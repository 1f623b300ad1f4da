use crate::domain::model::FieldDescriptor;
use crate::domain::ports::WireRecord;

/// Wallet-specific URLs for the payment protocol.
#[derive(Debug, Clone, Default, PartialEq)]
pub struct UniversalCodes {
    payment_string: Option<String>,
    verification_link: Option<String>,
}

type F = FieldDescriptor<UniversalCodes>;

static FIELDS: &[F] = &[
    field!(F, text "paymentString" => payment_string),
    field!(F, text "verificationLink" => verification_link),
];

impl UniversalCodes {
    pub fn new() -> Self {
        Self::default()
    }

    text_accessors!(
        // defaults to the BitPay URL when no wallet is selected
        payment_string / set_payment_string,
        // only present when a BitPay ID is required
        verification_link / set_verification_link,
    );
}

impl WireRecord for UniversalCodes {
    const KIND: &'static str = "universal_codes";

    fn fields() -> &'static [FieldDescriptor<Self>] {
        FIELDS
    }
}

==

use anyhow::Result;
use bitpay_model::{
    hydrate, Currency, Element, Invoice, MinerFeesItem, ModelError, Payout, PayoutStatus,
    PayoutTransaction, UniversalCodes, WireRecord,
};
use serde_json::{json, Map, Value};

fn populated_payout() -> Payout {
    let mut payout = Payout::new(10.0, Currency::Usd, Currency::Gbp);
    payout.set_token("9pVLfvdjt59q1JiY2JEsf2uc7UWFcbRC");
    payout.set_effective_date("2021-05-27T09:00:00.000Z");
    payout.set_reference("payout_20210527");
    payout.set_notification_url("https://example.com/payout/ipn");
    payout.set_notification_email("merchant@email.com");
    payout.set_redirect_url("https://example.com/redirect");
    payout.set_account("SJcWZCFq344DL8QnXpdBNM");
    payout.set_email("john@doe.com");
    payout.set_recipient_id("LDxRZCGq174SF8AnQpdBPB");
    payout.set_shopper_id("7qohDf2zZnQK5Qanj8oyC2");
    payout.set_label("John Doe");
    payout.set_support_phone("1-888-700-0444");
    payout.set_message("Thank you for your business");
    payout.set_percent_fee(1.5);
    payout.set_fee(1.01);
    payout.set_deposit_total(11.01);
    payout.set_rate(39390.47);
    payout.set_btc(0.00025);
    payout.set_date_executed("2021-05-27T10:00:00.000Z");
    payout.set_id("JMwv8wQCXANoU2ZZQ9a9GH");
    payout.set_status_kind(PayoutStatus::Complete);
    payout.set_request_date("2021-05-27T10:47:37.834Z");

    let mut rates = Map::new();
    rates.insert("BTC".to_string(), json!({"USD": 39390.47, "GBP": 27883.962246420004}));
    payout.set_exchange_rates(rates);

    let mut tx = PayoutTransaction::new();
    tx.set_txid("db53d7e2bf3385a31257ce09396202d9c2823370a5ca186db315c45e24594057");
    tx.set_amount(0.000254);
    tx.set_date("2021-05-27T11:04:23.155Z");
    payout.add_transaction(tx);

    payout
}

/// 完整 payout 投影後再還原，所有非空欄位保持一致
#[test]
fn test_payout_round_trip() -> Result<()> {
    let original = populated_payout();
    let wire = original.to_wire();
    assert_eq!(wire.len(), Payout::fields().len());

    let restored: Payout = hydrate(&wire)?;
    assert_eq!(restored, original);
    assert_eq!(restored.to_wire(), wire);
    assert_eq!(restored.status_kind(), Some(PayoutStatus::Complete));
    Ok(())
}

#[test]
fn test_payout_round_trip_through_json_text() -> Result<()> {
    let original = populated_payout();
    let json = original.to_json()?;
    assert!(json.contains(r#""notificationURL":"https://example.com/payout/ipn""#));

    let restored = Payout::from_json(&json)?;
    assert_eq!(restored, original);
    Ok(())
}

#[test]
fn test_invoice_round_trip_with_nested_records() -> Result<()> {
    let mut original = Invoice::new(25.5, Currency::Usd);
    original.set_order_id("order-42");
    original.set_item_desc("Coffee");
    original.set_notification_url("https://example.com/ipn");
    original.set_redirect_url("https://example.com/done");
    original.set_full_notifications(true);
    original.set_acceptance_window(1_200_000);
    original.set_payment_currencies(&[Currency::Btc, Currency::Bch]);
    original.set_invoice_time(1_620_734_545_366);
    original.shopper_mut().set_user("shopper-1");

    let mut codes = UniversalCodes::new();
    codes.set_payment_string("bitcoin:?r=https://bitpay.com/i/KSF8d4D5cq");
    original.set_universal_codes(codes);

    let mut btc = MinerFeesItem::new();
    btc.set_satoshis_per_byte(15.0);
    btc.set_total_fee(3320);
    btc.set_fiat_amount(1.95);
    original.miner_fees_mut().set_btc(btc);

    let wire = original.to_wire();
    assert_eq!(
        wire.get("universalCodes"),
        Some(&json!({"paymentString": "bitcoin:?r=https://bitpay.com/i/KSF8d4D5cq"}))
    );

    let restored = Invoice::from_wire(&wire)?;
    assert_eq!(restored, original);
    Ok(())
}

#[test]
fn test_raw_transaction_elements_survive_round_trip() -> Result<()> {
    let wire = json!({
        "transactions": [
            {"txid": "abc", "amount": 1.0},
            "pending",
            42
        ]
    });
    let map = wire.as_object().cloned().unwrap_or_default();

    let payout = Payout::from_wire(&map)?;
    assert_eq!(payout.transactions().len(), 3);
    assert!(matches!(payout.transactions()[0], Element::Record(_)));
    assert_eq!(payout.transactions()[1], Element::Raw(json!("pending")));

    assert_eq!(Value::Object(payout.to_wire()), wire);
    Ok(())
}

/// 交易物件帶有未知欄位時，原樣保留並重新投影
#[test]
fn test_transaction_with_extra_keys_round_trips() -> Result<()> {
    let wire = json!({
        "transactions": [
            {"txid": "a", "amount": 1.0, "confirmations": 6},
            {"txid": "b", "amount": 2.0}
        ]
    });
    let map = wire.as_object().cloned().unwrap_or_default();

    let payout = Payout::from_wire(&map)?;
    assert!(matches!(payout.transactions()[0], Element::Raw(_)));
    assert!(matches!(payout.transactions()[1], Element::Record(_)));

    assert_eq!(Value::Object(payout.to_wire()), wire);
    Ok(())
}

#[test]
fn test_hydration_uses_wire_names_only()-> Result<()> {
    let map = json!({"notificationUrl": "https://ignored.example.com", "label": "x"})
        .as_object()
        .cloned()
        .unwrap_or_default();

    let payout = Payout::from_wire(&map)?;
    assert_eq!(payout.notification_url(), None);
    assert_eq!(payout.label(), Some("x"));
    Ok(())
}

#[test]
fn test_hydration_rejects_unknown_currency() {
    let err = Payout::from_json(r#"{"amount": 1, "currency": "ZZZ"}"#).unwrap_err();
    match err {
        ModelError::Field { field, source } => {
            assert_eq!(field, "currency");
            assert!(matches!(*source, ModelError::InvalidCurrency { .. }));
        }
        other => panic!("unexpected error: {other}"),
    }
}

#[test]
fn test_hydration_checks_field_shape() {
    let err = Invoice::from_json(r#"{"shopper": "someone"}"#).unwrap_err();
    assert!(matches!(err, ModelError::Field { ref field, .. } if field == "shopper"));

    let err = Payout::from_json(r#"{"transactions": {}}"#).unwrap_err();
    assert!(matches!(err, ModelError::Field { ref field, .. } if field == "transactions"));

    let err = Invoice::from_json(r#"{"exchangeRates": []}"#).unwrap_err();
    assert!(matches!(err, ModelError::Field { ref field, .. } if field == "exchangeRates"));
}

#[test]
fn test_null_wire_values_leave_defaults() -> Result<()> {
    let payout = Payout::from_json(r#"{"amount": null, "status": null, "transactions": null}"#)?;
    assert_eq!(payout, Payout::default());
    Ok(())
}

...

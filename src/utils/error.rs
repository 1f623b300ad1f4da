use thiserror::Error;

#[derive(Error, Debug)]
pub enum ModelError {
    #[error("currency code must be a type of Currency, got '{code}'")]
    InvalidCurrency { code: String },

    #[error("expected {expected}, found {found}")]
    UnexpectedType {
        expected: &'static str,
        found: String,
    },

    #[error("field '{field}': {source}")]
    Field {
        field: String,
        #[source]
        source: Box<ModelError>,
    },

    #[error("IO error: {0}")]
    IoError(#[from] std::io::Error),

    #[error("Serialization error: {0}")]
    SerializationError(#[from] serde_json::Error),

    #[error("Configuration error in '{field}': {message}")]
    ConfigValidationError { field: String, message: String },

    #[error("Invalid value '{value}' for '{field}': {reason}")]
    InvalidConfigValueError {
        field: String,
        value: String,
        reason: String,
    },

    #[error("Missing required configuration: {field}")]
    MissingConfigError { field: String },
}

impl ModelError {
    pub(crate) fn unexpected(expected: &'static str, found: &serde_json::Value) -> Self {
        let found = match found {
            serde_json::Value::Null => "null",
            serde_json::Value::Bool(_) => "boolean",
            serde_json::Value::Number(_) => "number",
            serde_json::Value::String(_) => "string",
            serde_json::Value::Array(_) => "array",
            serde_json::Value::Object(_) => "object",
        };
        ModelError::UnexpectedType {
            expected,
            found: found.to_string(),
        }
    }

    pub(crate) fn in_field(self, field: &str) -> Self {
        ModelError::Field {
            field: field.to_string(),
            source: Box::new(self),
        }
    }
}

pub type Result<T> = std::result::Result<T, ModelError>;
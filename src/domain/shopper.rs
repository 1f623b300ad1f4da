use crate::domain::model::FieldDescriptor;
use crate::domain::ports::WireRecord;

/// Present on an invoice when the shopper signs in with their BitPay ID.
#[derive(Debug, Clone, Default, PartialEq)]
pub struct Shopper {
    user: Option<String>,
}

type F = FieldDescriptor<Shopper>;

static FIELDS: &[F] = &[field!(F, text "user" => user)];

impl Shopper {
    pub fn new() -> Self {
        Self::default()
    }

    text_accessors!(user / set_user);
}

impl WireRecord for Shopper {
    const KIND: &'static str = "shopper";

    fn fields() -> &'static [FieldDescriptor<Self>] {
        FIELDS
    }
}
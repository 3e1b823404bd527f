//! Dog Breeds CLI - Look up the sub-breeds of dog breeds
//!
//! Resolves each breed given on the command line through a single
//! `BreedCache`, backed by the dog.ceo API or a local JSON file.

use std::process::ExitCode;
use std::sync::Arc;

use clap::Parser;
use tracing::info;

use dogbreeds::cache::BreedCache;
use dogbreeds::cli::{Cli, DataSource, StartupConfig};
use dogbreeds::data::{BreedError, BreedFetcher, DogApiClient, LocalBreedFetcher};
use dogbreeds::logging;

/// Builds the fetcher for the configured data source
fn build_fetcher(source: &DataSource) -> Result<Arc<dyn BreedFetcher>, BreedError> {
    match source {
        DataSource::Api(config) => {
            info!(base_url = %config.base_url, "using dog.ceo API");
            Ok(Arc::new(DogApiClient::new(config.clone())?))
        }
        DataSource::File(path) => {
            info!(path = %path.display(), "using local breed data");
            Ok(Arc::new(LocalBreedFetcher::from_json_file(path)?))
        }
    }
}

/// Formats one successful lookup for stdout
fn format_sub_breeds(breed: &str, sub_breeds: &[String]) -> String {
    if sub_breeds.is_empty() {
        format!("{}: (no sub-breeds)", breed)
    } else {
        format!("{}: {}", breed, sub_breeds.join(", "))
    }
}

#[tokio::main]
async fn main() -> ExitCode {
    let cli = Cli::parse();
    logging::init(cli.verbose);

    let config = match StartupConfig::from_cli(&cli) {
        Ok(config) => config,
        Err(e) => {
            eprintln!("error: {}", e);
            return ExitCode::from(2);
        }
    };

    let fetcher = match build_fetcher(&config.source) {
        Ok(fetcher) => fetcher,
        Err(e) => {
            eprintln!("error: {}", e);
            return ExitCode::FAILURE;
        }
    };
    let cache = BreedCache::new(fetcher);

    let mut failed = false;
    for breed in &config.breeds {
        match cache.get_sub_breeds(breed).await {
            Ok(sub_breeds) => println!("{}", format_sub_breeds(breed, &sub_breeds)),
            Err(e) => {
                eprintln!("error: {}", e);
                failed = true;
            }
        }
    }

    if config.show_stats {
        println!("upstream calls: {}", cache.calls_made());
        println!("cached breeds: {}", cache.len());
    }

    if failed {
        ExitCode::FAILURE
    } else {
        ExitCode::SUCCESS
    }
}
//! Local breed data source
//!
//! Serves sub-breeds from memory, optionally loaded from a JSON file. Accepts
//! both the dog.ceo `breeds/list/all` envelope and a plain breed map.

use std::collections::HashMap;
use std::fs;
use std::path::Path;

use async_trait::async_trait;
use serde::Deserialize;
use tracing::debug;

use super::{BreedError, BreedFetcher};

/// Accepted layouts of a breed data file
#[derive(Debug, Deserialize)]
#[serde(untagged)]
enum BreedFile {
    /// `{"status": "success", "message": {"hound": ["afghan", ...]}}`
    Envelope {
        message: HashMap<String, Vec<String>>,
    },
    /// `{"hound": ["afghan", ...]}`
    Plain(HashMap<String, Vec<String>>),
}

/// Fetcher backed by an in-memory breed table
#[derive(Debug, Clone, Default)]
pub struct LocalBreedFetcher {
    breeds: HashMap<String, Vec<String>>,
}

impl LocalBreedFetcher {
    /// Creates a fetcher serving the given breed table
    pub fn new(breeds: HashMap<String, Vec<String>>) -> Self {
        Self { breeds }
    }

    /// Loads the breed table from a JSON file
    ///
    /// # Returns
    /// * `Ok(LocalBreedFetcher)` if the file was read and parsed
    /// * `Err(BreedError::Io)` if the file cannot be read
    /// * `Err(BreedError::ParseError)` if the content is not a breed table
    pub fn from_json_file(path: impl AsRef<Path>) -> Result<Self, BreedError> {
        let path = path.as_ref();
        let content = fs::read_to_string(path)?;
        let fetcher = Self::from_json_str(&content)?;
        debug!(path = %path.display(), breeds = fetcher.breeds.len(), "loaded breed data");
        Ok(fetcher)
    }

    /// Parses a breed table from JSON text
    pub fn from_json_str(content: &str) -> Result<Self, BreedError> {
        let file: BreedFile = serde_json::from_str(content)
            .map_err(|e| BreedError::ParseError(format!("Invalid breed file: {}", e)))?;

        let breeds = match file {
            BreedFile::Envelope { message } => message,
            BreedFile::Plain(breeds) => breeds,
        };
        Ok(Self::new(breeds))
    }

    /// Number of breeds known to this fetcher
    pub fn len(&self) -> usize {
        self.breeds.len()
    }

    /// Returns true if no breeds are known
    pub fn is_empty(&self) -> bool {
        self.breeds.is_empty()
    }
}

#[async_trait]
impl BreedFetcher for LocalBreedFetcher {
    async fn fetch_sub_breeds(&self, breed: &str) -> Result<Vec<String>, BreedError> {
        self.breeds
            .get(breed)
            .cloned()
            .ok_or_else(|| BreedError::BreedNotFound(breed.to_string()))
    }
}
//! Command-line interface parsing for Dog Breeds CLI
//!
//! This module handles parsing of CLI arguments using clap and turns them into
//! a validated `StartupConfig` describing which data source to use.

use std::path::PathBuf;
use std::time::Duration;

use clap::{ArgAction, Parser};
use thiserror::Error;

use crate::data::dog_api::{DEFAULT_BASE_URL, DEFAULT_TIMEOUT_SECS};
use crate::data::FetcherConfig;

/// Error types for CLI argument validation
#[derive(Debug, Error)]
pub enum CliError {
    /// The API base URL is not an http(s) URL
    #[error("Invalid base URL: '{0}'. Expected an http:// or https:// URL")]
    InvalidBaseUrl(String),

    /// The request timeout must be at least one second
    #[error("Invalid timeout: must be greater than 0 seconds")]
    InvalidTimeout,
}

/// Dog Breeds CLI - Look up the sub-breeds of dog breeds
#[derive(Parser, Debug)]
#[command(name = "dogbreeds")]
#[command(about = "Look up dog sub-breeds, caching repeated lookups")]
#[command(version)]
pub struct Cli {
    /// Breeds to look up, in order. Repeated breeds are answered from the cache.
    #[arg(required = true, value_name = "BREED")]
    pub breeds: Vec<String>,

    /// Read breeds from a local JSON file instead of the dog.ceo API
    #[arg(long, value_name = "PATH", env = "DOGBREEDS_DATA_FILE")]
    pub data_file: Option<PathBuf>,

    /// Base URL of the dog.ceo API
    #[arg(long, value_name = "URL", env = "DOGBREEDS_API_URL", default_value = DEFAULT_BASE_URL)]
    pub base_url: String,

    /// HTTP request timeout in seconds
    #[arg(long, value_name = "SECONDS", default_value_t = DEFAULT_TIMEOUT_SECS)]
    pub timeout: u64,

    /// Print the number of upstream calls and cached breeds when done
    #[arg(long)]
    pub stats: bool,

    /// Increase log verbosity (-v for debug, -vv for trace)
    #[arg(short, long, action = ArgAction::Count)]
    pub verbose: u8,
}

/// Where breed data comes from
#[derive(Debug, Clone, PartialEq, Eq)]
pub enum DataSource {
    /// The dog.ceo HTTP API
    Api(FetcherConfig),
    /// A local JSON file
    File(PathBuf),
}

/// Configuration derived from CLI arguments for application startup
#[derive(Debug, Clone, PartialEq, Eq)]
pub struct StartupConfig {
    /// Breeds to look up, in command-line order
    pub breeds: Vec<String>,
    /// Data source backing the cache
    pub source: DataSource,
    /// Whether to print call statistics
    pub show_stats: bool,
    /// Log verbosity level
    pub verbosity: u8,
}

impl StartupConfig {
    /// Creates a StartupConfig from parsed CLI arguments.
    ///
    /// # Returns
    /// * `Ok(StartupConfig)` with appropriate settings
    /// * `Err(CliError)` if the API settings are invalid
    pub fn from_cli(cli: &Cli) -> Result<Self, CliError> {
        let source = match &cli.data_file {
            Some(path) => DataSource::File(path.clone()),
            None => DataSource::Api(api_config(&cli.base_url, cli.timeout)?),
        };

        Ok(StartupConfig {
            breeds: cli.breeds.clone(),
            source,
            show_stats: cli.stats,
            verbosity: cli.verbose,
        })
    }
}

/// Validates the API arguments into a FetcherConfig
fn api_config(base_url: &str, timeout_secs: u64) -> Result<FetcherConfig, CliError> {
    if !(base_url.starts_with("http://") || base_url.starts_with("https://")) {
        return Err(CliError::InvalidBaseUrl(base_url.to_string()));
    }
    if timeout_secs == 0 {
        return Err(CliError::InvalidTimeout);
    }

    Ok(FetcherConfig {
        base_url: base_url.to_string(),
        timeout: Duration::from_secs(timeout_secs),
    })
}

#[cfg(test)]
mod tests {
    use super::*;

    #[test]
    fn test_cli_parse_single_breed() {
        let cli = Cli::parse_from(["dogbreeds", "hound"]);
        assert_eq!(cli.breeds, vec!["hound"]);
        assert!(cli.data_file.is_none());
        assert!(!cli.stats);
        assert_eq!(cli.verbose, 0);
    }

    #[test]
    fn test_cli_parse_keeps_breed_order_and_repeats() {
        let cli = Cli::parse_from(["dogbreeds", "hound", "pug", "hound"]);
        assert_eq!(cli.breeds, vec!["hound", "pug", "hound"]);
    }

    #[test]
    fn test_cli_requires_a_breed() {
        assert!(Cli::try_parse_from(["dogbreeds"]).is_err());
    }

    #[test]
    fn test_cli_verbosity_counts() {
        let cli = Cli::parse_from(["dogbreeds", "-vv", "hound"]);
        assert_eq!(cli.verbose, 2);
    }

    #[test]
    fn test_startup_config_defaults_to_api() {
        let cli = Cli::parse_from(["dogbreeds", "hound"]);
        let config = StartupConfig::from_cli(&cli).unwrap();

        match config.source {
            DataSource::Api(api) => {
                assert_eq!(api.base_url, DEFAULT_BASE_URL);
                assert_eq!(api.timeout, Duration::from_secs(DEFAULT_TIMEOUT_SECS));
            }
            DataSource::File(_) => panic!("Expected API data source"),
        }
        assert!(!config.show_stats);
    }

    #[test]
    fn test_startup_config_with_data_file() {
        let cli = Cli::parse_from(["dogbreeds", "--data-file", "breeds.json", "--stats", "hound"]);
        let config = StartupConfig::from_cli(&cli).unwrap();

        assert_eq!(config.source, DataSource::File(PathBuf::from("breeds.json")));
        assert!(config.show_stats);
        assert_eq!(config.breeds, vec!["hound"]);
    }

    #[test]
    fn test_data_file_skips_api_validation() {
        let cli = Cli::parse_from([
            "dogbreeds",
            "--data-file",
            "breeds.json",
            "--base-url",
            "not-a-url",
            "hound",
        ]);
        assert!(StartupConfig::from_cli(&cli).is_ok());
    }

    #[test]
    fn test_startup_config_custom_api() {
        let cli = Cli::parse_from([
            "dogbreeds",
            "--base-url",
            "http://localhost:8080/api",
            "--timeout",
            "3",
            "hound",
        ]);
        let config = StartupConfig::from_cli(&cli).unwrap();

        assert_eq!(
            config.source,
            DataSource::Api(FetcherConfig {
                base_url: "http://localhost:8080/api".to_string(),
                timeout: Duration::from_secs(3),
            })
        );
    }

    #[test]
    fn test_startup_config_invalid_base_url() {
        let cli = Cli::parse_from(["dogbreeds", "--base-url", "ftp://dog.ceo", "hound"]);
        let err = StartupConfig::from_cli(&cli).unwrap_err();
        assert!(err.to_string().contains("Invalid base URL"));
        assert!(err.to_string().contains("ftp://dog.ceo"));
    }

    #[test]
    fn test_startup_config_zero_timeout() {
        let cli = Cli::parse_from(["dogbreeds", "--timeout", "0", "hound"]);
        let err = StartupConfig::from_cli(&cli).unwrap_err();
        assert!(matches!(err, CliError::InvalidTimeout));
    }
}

(Exercise prompt): Copy out each line of the records where the string "into" appears.

(Response):
//! This module handles parsing of CLI arguments using clap and turns them into
/// Validates the API arguments into a FetcherConfig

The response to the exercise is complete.